Politics & Policy

Edward Liddy Is Not the Devil

He's the perfect symbol of the unintended consequences of government "assistance."

I’m willing to bet AIG CEO Edward Liddy has been doing a bit of soul searching this week. Perhaps he’s asking himself what he could have been thinking when, at the age of 63, he came out of a very comfortable, well-deserved retirement to be of service to his country. Or so he thought. Fast forward six months to a crowded Senate chamber where protestors want to string him up in the town square. Not exactly the situation for which he volunteered. 

Liddy, the former head of Allstate, agreed last fall to try to unwind and turn around the disastrously overleveraged American International Group, after the company’s former managers went on what can only be likened to a booze-fueled gambling spree with money it had no hope of repaying. So far the job has been both thankless and penniless.

Without question, Liddy is not the personification of greed, as the weak-minded would have you believe. Rather, he is the perfect symbol of the unintended consequences of government “assistance.”

When the government forked over $165 billion of taxpayer money to AIG last year, it figured, correctly, that it now owned the company. The problem, however, is that the people we’ve elected to run the government can barely manage the books of their own over-leveraged and under-performing organization.

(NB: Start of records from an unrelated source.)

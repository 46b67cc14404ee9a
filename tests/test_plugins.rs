//! Integration tests for plugin loading, invocation, and unloading
//!
//! wasmer compiles WAT text directly, so these tests carry small inline
//! modules instead of shipping prebuilt binaries. The reciprocal module
//! implements the full export surface: opaque-handle alloc/dealloc, the
//! API version gate, a JSON descriptor at the host's descriptor offset,
//! and an invoke entry point that reads a little-endian f64 operand and
//! writes the result back.
#![cfg(feature = "plugins")]

use std::path::PathBuf;

use rpcalc::plugin::{PluginError, API_VERSION};
use rpcalc::{CalcError, Calculator, RegistryError};

/// One command, "recip" (arity 1): 1/x, domain error on zero.
/// Descriptor data sits at the descriptor exchange offset (4096).
const RECIPROCAL_WAT: &str = r#"
(module
  (memory (export "memory") 2)
  (data (i32.const 4096)
    "{\"name\":\"reciprocal\",\"commands\":[{\"name\":\"recip\",\"arity\":1}]}")
  (func (export "rpcalc_plugin_alloc") (result i32)
    (i32.const 7))
  (func (export "rpcalc_plugin_dealloc") (param i32))
  (func (export "rpcalc_plugin_api_version") (param i32) (result i32)
    (i32.const 2))
  (func (export "rpcalc_plugin_describe") (param i32 i32 i32) (result i32)
    (i32.const 61))
  (func (export "rpcalc_plugin_invoke")
        (param $handle i32) (param $index i32) (param $args i32)
        (param $argc i32) (param $out i32) (result i32)
    (local $x f64)
    (if (i32.ne (local.get $index) (i32.const 0))
      (then (return (i32.const 2))))
    (local.set $x (f64.load (local.get $args)))
    (if (f64.eq (local.get $x) (f64.const 0))
      (then (return (i32.const 1))))
    (f64.store (local.get $out) (f64.div (f64.const 1) (local.get $x)))
    (i32.const 0)))
"#;

/// Same surface but declares API version 1.
const STALE_WAT: &str = r#"
(module
  (memory (export "memory") 2)
  (data (i32.const 4096)
    "{\"name\":\"stale\",\"commands\":[{\"name\":\"recip\",\"arity\":1}]}")
  (func (export "rpcalc_plugin_alloc") (result i32)
    (i32.const 1))
  (func (export "rpcalc_plugin_dealloc") (param i32))
  (func (export "rpcalc_plugin_api_version") (param i32) (result i32)
    (i32.const 1))
  (func (export "rpcalc_plugin_describe") (param i32 i32 i32) (result i32)
    (i32.const 56))
  (func (export "rpcalc_plugin_invoke")
        (param i32 i32 i32 i32 i32) (result i32)
    (i32.const 3)))
"#;

/// Missing the invoke entry point entirely.
const INCOMPLETE_WAT: &str = r#"
(module
  (memory (export "memory") 1)
  (func (export "rpcalc_plugin_alloc") (result i32)
    (i32.const 1))
  (func (export "rpcalc_plugin_dealloc") (param i32))
  (func (export "rpcalc_plugin_api_version") (param i32) (result i32)
    (i32.const 2))
  (func (export "rpcalc_plugin_describe") (param i32 i32 i32) (result i32)
    (i32.const 0)))
"#;

fn write_module(dir: &tempfile::TempDir, name: &str, wat: &str) -> PathBuf {
    let path = dir.path().join(name);
    std::fs::write(&path, wat).unwrap();
    path
}

#[test]
fn test_plugin_round_trip() {
    let dir = tempfile::tempdir().unwrap();
    let path = write_module(&dir, "reciprocal.wasm", RECIPROCAL_WAT);

    let mut calc = Calculator::new();
    let name = calc.load_plugin(&path).unwrap();
    assert_eq!(name, "reciprocal");
    assert_eq!(calc.plugin_names(), vec!["reciprocal"]);
    assert!(calc.command_names().contains(&"recip"));

    // execute, undo, redo through the plugin command
    calc.submit("4 recip").unwrap();
    assert_eq!(calc.stack_values(), vec![0.25]);

    calc.submit("undo").unwrap();
    assert_eq!(calc.stack_values(), vec![4.0]);

    calc.submit("redo").unwrap();
    assert_eq!(calc.stack_values(), vec![0.25]);

    // domain rejection leaves the operands in place
    let err = calc.submit("0 recip").unwrap_err();
    assert!(err.to_string().contains("recip"));
    assert_eq!(calc.stack_values(), vec![0.25, 0.0]);

    // unload removes the command and purges it from the histories
    let history_before = calc.undo_len();
    calc.unload_plugin("reciprocal").unwrap();
    assert!(calc.plugin_names().is_empty());
    assert!(!calc.command_names().contains(&"recip"));
    assert_eq!(calc.undo_len(), history_before - 1);

    assert!(matches!(
        calc.submit("recip"),
        Err(CalcError::Registry(RegistryError::UnknownCommand(name))) if name == "recip"
    ));
}

#[test]
fn test_version_mismatch_rejects_plugin_in_full() {
    let dir = tempfile::tempdir().unwrap();
    let path = write_module(&dir, "stale.wasm", STALE_WAT);

    let mut calc = Calculator::new();
    let err = calc.load_plugin(&path).unwrap_err();
    assert!(matches!(
        err,
        CalcError::Plugin(PluginError::ApiVersion {
            found: 1,
            supported: API_VERSION,
        })
    ));

    // nothing was registered or retained
    assert!(calc.plugin_names().is_empty());
    assert!(!calc.command_names().contains(&"recip"));
}

#[test]
fn test_missing_export_rejects_plugin() {
    let dir = tempfile::tempdir().unwrap();
    let path = write_module(&dir, "incomplete.wasm", INCOMPLETE_WAT);

    let mut calc = Calculator::new();
    assert!(matches!(
        calc.load_plugin(&path),
        Err(CalcError::Plugin(PluginError::MissingExport(
            "rpcalc_plugin_invoke"
        )))
    ));
}

#[test]
fn test_duplicate_load_is_rejected() {
    let dir = tempfile::tempdir().unwrap();
    let path = write_module(&dir, "reciprocal.wasm", RECIPROCAL_WAT);

    let mut calc = Calculator::new();
    calc.load_plugin(&path).unwrap();
    assert!(matches!(
        calc.load_plugin(&path),
        Err(CalcError::Plugin(PluginError::AlreadyLoaded(name))) if name == "reciprocal"
    ));
    // the first load is still live
    calc.submit("2 recip").unwrap();
    assert_eq!(calc.stack_values(), vec![0.5]);
}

Politicians have a flair for flare, but not for finance. So their first managerial instinct is to lock Liddy’s head and wrists in a revolutionary-era stockade and lash his backside for bonuses he didn’t initiate.

The price of all this theater is TALF.  Quietly across town, while Liddy was taking his public lashings, the Fed’s Term Asset-Backed Securities Loan Facility was trying to get off the ground. The aim of TALF is to use government financing to encourage private hedge funds to buy toxic assets from banks and, oh yes, jolt our financial system out of its coma. It’s a program that has elicited hope from even the most cynical and pessimistic.

But as high-financed, low-profile investors went to set up their TALF accounts, they strolled past Mr. Liddy nailed to his cross, and paused. In Washington, no good deed goes unpunished. Not to mention a good profit. And it doesn’t take a genius to see that doing a deal with the government could land even the most well-intentioned in a humiliating and painful fight for their life.

So when you read this week that the very promising TALF is off to weak start, blame the vilification of Edward Liddy. And then ask if all the government’s good intentions will come to the same disastrous end.

We live in a country that has grown strong and dominant on the rule of free markets, and we cannot depend on the government to solve our problems, no matter how dire they might seem. The government is good at building roads and armies, but not so good at running a lean and profitable business. We should not allow it to try.

In fact, we should keep it far, far away.

– Melissa Francis is the host of CNBC’s The Call and MSNBC’s It’s the Economy.